Ora basta si è toccato il fondo, lotteremo per una rinomata autodeterminazione etica del Popolo Siciliano ed a tutti quei sedicenti Movimenti che in Sicilia aprono bocca pisciando fuori dal vaso, rispondiamo nuovamente: 

parlate meno ed agite di più – le riciclerie che emergono da personaggi che da Catania e Palermo parlando di nuovi, unici e grandi movimenti, le lasciamo al loro vuoto di contenuti, un vuoto che all’indirizzo di questi personaggi determina solo di che pasta politica sono fatti, ovvero di carta straccia, fatta di politica con il cancellino facile sullo stesso foglio, da correggere ad ogni tornata elettorale con il bianchino.

Il Movimento, l’unico grande Movimento che sta prendendo piede, parla con finalità Etiche, noi andiamo oltre la poltrona, tanto che abbiamo già significato più volte quale è il nostro motto : ‘dalla poltrona all’etica delle responsabilità’ ; per cui, chi fa il gradasso e ci condanna tra le righe il fatto che nessuna volontà abbiamo di partecipare alle elezioni, sappia che prima di tutto, noi siamo un’ente legato al Terzo Settore ; un’ente che ha il diritto per legge di essere ascoltato, e mentre qualcuno che parla si nasconde e nelle istituzioni ci vuole entrare dalla porta di servizio, quella porta che servirà anche per scappare, si ricordi che l’E.T.S ‘Comitato Etico Popolare’, entrerà sempre dalla porta principale, denunciando ogni oppressione, ogni diritto violato. 

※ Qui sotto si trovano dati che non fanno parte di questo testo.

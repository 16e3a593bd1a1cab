//! CLI command implementations.
//!
//! | Module    | Commands handled                     |
//! |-----------|--------------------------------------|
//! | `project` | `Init`, `Agents`, `Config`           |
//! | `run`     | `Run`, `Plan`, `Resume`              |
//! | `session` | `Status`, `Sessions`, `Summaries`    |

pub mod project;
pub mod run;
pub mod session;

pub use project::{cmd_agents, cmd_config, cmd_init};
pub use run::{RunMode, cmd_plan, cmd_resume, cmd_run};
pub use session::{cmd_sessions, cmd_status, cmd_summaries};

Quindi, ciò risuoni nelle orecchie di molti : Sindaci e Presidente di Regione, unitamente a tutte le istituzioni, comincino ad aprire le porte e spostarci le sedie per farci accomodare, perché ne avremo tante da dire .

Altra cosa, si sappia che nell’E.T.S – ‘Comitato Etico Popolare’, ci sono affiliati diversi Movimenti Civici per cui svolgiamo la parte di Garante e si può dire di Sindacato; nessuno provi a sfidarci elettoralmente, perchè anche quando e se decidiamo di sciogliere le riserve, lo faremo in maniera adeguata e certamente con simboli depositati, certamente evitando di fare il copia ed incolla come è abitudine di molti – e se appunto come detto, scioglieremo la nostra riserva, svolgeremo la nostra azione, lontano da ogni tipologia di ego che guarda lontano dalle tipologie di conquista delle poltrone ad uso e consumo personale come da anni e consuetudine fare in Sicilia .

Il Popolo prima di tutto ed il Popolo sopra tutto – e tutto su ogni cosa la Sicilia e la sua autodeterminazione ed emancipazione, con il Popolo tutto che ha tutto il diritto di riscattarsi e ribellarsi dalle angherie che subisce dal 1861.